$ Notice: aha: no controller response reading SCSI adapter dev 1/104
$(ha=0 id=0 lun=0) block=58
$
$ Sdsk: unrecoverable error reading SCSI disk
$ Sdsk: 1 dev 1/104 (ha=0 id=1 lun=0) block 56
$
$3 HDU are installed with this controller (id 0,1 and 3). The "unreoverable
$reading" error is random on any of these HDU. We checked the jumpers (id=) on
$the HDU and a proper SCSI terminator is in place.
$
$a) We thought the Controller was defective; we did change it.
I'll bet you didn't change the controller about which the complaint
was lodged. You probably changed the controller at ID 7 instead,
by replacing the host adapter.
In SCSI parlance, "controller" doesn't mean "host adapter"; each ID
needs a controller, which is basically a CPU of some sort which
interfaces the device(s) at that SCSI ID to the SCSI bus. Since the
message points to the controller at ID 0, it's complaining about your
hard drive, not your host adapter.
If you want more details on the exact definition of "controller"

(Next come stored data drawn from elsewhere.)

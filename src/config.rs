//! Pool configuration options

use std::time::Duration;

/// Configuration for a single pool.
///
/// One struct replaces a constructor-per-permutation API: every knob has a
/// default and a `with_*` builder method. All knobs stay mutable on the
/// live pool except `allow_multi_spawn`, which is fixed at creation.
///
/// # Examples
///
/// ```
/// use respool::PoolConfig;
/// use std::time::Duration;
///
/// let config = PoolConfig::new()
///     .with_capacity(16)
///     .with_expire_after(Duration::from_secs(300))
///     .with_priority(5);
///
/// assert_eq!(config.capacity, 16);
/// assert_eq!(config.priority, 5);
/// ```
#[derive(Debug, Clone)]
pub struct PoolConfig {
    /// Whether one name may have several outstanding spawns at a time.
    /// Immutable after the pool is created.
    pub allow_multi_spawn: bool,

    /// Soft capacity target. Registration may transiently exceed it;
    /// eviction brings the count back down.
    pub capacity: usize,

    /// Idle age after which an object becomes expired and is evicted on
    /// the next release pass regardless of capacity. `None` disables
    /// expiry.
    pub expire_after: Option<Duration>,

    /// Pool-level priority. When the registry squeezes every pool,
    /// lower-priority pools are visited first.
    pub priority: i32,

    /// How much accumulated real time between automatic release passes
    /// driven by `update`.
    pub auto_release_interval: Duration,
}

impl Default for PoolConfig {
    fn default() -> Self {
        Self {
            allow_multi_spawn: false,
            capacity: usize::MAX,
            expire_after: None,
            priority: 0,
            auto_release_interval: Duration::from_secs(60),
        }
    }
}

impl PoolConfig {
    /// Create a configuration with default values.
    pub fn new() -> Self {
        Self::default()
    }

    /// Allow several outstanding spawns per name.
    pub fn with_multi_spawn(mut self, allow: bool) -> Self {
        self.allow_multi_spawn = allow;
        self
    }

    /// Set the soft capacity target.
    ///
    /// # Examples
    ///
    /// ```
    /// use respool::PoolConfig;
    ///
    /// let config = PoolConfig::new().with_capacity(50);
    /// assert_eq!(config.capacity, 50);
    /// ```
    pub fn with_capacity(mut self, capacity: usize) -> Self {
        self.capacity = capacity;
        self
    }

    /// Expire idle objects after the given age.
    pub fn with_expire_after(mut self, age: Duration) -> Self {
        self.expire_after = Some(age);
        self
    }

    /// Set the pool-level priority.
    pub fn with_priority(mut self, priority: i32) -> Self {
        self.priority = priority;
        self
    }

    /// Set the automatic release interval.
    pub fn with_auto_release_interval(mut self, interval: Duration) -> Self {
        self.auto_release_interval = interval;
        self
    }
}
//! # respool
//!
//! Runtime resource-lifecycle manager for interactive applications: keeps
//! a bounded set of expensive, reusable objects alive just long enough to
//! be reused, and reclaims them under memory pressure with a priority/age
//! policy.
//!
//! ## Features
//!
//! - Generic pools of named objects with spawn/recycle usage tracking
//! - Soft capacity with deterministic priority/age eviction
//! - Per-object lock flags and priorities, per-type release vetoes
//! - Idle expiry on a virtual clock driven by the host's tick
//! - A type-keyed registry owning independently configured pools
//! - An async resource cache with strict per-key load deduplication
//! - Metrics with Prometheus export and per-pool health snapshots
//!
//! ## Quick Start
//!
//! ```rust
//! use respool::{Pool, PoolConfig, Pooled};
//!
//! struct Projectile {
//!     id: u32,
//! }
//!
//! impl Pooled for Projectile {
//!     type Target = u32;
//!     fn name(&self) -> &str {
//!         "projectile"
//!     }
//!     fn target(&self) -> u32 {
//!         self.id
//!     }
//!     fn on_release(&mut self) {}
//! }
//!
//! let mut pool = Pool::new("projectiles", PoolConfig::new().with_capacity(8));
//! pool.register(Projectile { id: 1 }, false);
//!
//! let target = pool.spawn("projectile").unwrap();
//! // use the projectile, then hand it back
//! pool.recycle(&target);
//! ```

mod cache;
mod config;
mod errors;
mod eviction;
mod health;
mod metrics;
mod object;
mod pool;
mod registry;
mod slot;

pub use cache::{AssetLoader, DEFAULT_WAIT_CEILING, ResourceCache};
pub use config::PoolConfig;
pub use errors::{CacheError, CacheResult};
pub use eviction::{ReleaseCandidate, default_release_filter};
pub use health::HealthStatus;
pub use metrics::{CacheMetrics, MetricsExporter, PoolMetrics};
pub use object::Pooled;
pub use pool::{Pool, PoolDescription};
pub use registry::{PoolBase, PoolRegistry};
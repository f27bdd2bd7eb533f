//! Metrics collection and export for pools and the resource cache

use std::collections::HashMap;
use std::sync::atomic::{AtomicUsize, Ordering};

/// Lifecycle counters for one pool.
///
/// # Examples
///
/// ```
/// use respool::{Pool, PoolConfig, Pooled};
///
/// struct Obj;
/// impl Pooled for Obj {
///     type Target = u8;
///     fn name(&self) -> &str { "obj" }
///     fn target(&self) -> u8 { 1 }
///     fn on_release(&mut self) {}
/// }
///
/// let mut pool = Pool::new("demo", PoolConfig::new());
/// pool.register(Obj, false);
/// let target = pool.spawn("obj").unwrap();
/// pool.recycle(&target);
///
/// let metrics = pool.metrics();
/// assert_eq!(metrics.total_spawned, 1);
/// assert_eq!(metrics.total_recycled, 1);
/// ```
#[derive(Debug, Clone)]
#[cfg_attr(feature = "metrics", derive(serde::Serialize))]
pub struct PoolMetrics {
    /// Total objects ever registered.
    pub total_registered: usize,

    /// Total spawns handed out (including already-spawned registrations).
    pub total_spawned: usize,

    /// Total recycles taken back.
    pub total_recycled: usize,

    /// Total objects released back to the allocator.
    pub total_released: usize,

    /// Spawn requests that found no eligible slot.
    pub spawn_misses: usize,

    /// Objects with at least one outstanding spawn.
    pub active_objects: usize,

    /// Objects currently idle in the pool.
    pub idle_objects: usize,

    /// Soft capacity target.
    pub capacity: usize,

    /// Active objects over capacity (0.0 to 1.0; 0.0 when unbounded).
    pub utilization: f64,
}

impl PoolMetrics {
    /// Export metrics as a string map.
    pub fn export(&self) -> HashMap<String, String> {
        let mut metrics = HashMap::new();
        metrics.insert("total_registered".to_string(), self.total_registered.to_string());
        metrics.insert("total_spawned".to_string(), self.total_spawned.to_string());
        metrics.insert("total_recycled".to_string(), self.total_recycled.to_string());
        metrics.insert("total_released".to_string(), self.total_released.to_string());
        metrics.insert("spawn_misses".to_string(), self.spawn_misses.to_string());
        metrics.insert("active_objects".to_string(), self.active_objects.to_string());
        metrics.insert("idle_objects".to_string(), self.idle_objects.to_string());
        metrics.insert("utilization".to_string(), format!("{:.2}", self.utilization));
        metrics
    }
}

/// Counters kept by a pool. Pools are single-owner structures, so plain
/// integers suffice; the shared cache tracker below uses atomics.
#[derive(Debug, Default)]
pub(crate) struct PoolMetricsTracker {
    pub(crate) registered: usize,
    pub(crate) spawned: usize,
    pub(crate) recycled: usize,
    pub(crate) released: usize,
    pub(crate) spawn_misses: usize,
}

impl PoolMetricsTracker {
    pub(crate) fn snapshot(&self, active: usize, idle: usize, capacity: usize) -> PoolMetrics {
        let utilization = if capacity > 0 && capacity != usize::MAX {
            active as f64 / capacity as f64
        } else {
            0.0
        };

        PoolMetrics {
            total_registered: self.registered,
            total_spawned: self.spawned,
            total_recycled: self.recycled,
            total_released: self.released,
            spawn_misses: self.spawn_misses,
            active_objects: active,
            idle_objects: idle,
            capacity,
            utilization,
        }
    }
}

/// Counters for the resource cache's load path.
#[derive(Debug, Clone)]
#[cfg_attr(feature = "metrics", derive(serde::Serialize))]
pub struct CacheMetrics {
    /// Loads satisfied by an already-cached handle.
    pub hits: usize,

    /// Loads that had to start the underlying loader.
    pub misses: usize,

    /// Loads that joined an in-flight load of the same key.
    pub dedup_joins: usize,

    /// Loader invocations that failed to materialize a handle.
    pub load_failures: usize,

    /// Waiters that gave up after the wait ceiling.
    pub wait_timeouts: usize,
}

impl CacheMetrics {
    /// Export metrics as a string map.
    pub fn export(&self) -> HashMap<String, String> {
        let mut metrics = HashMap::new();
        metrics.insert("hits".to_string(), self.hits.to_string());
        metrics.insert("misses".to_string(), self.misses.to_string());
        metrics.insert("dedup_joins".to_string(), self.dedup_joins.to_string());
        metrics.insert("load_failures".to_string(), self.load_failures.to_string());
        metrics.insert("wait_timeouts".to_string(), self.wait_timeouts.to_string());
        metrics
    }
}

/// Shared tracker behind the cache: bumped from concurrent load tasks.
#[derive(Debug, Default)]
pub(crate) struct CacheMetricsTracker {
    pub(crate) hits: AtomicUsize,
    pub(crate) misses: AtomicUsize,
    pub(crate) dedup_joins: AtomicUsize,
    pub(crate) load_failures: AtomicUsize,
    pub(crate) wait_timeouts: AtomicUsize,
}

impl CacheMetricsTracker {
    pub(crate) fn snapshot(&self) -> CacheMetrics {
        CacheMetrics {
            hits: self.hits.load(Ordering::Relaxed),
            misses: self.misses.load(Ordering::Relaxed),
            dedup_joins: self.dedup_joins.load(Ordering::Relaxed),
            load_failures: self.load_failures.load(Ordering::Relaxed),
            wait_timeouts: self.wait_timeouts.load(Ordering::Relaxed),
        }
    }
}

/// Exporter for Prometheus exposition format.
pub struct MetricsExporter;

impl MetricsExporter {
    /// Render pool metrics as Prometheus exposition text.
    pub fn export_prometheus(
        metrics: &PoolMetrics,
        pool_name: &str,
        tags: Option<&HashMap<String, String>>,
    ) -> String {
        let mut output = String::new();
        let labels = Self::format_labels(pool_name, tags);

        output.push_str("# HELP respool_objects_active Objects with outstanding spawns\n");
        output.push_str("# TYPE respool_objects_active gauge\n");
        output.push_str(&format!(
            "respool_objects_active{{{}}} {}\n",
            labels, metrics.active_objects
        ));

        output.push_str("# HELP respool_objects_idle Objects idle in the pool\n");
        output.push_str("# TYPE respool_objects_idle gauge\n");
        output.push_str(&format!(
            "respool_objects_idle{{{}}} {}\n",
            labels, metrics.idle_objects
        ));

        output.push_str("# HELP respool_utilization Active objects over capacity\n");
        output.push_str("# TYPE respool_utilization gauge\n");
        output.push_str(&format!(
            "respool_utilization{{{}}} {:.2}\n",
            labels, metrics.utilization
        ));

        output.push_str("# HELP respool_spawned_total Total spawns handed out\n");
        output.push_str("# TYPE respool_spawned_total counter\n");
        output.push_str(&format!(
            "respool_spawned_total{{{}}} {}\n",
            labels, metrics.total_spawned
        ));

        output.push_str("# HELP respool_recycled_total Total recycles taken back\n");
        output.push_str("# TYPE respool_recycled_total counter\n");
        output.push_str(&format!(
            "respool_recycled_total{{{}}} {}\n",
            labels, metrics.total_recycled
        ));

        output.push_str("# HELP respool_released_total Total objects released\n");
        output.push_str("# TYPE respool_released_total counter\n");
        output.push_str(&format!(
            "respool_released_total{{{}}} {}\n",
            labels, metrics.total_released
        ));

        output.push_str("# HELP respool_spawn_misses_total Spawn requests with no eligible slot\n");
        output.push_str("# TYPE respool_spawn_misses_total counter\n");
        output.push_str(&format!(
            "respool_spawn_misses_total{{{}}} {}\n",
            labels, metrics.spawn_misses
        ));

        output
    }

    fn format_labels(pool_name: &str, tags: Option<&HashMap<String, String>>) -> String {
        let mut labels = vec![format!("pool=\"{}\"", pool_name)];

        if let Some(tags) = tags {
            for (key, value) in tags {
                labels.push(format!("{}=\"{}\"", key, value));
            }
        }

        labels.join(",")
    }
}

#[cfg(test)]
mod tests {
    use super::*;

    fn sample() -> PoolMetrics {
        PoolMetricsTracker {
            registered: 4,
            spawned: 10,
            recycled: 9,
            released: 2,
            spawn_misses: 3,
        }
        .snapshot(1, 1, 4)
    }

    #[test]
    fn snapshot_computes_utilization() {
        let metrics = sample();
        assert_eq!(metrics.active_objects, 1);
        assert!((metrics.utilization - 0.25).abs() < f64::EPSILON);
    }

    #[test]
    fn unbounded_capacity_reports_zero_utilization() {
        let metrics = PoolMetricsTracker::default().snapshot(5, 0, usize::MAX);
        assert_eq!(metrics.utilization, 0.0);
    }

    #[test]
    fn export_includes_every_counter() {
        let exported = sample().export();
        assert_eq!(exported["total_spawned"], "10");
        assert_eq!(exported["spawn_misses"], "3");
        assert_eq!(exported["utilization"], "0.25");
    }

    #[test]
    fn prometheus_export_carries_labels() {
        let mut tags = HashMap::new();
        tags.insert("service".to_string(), "renderer".to_string());

        let output = MetricsExporter::export_prometheus(&sample(), "meshes", Some(&tags));
        assert!(output.contains("respool_objects_active"));
        assert!(output.contains("pool=\"meshes\""));
        assert!(output.contains("service=\"renderer\""));
    }
}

in the context of SCSI, and what LUNs and IDs mean, lurking in
comp.periphs.scsi would probably fill in the details.
Anyway, my guess is that this means that the host adapter's driver
has detected that it sent a command to the CPU which runs the hard
drive at ID 0, and that it didn't get a response back. It could
be a communication problem, or a bug in the firmware on your hard
drive, or possibly even a bug in the firmware on your 1540CF or
a bug in the ad driver. Since you say that the error moves from
one drive to another, I'd suspect it's not a physical problem with
one particular drive, and since I've used a variety of 154x
host adapters (including the 154xCF) over the years with a number
of drivers for a number of OSes, including several SCO ad drivers,
I doubt it's either of those, either.
I know you already checked termination. Check it again, just
to be sure. Try changing which device is at the end of the bus
(I'm serious; I've seen simply swapping two devices, and altering
termination accordingly, cure seemingly random errors). Power
problems can cause all kinds of odd errors in any part of the
system, though my gut feeling here is that power isn't the most
likely cause of this problem.
Do you know the rules about termination power? No, I don't
either. Try adjusting it anyway, to see if that makes a difference.
I know there's been a treatise on it posted here once or twice
before but it just won't sink into my brain.
--
----------------------------------------------------------------------------
Stephen M. Dunn, CNE, ACE, Sr. Systems Analyst, United System Solutions Inc.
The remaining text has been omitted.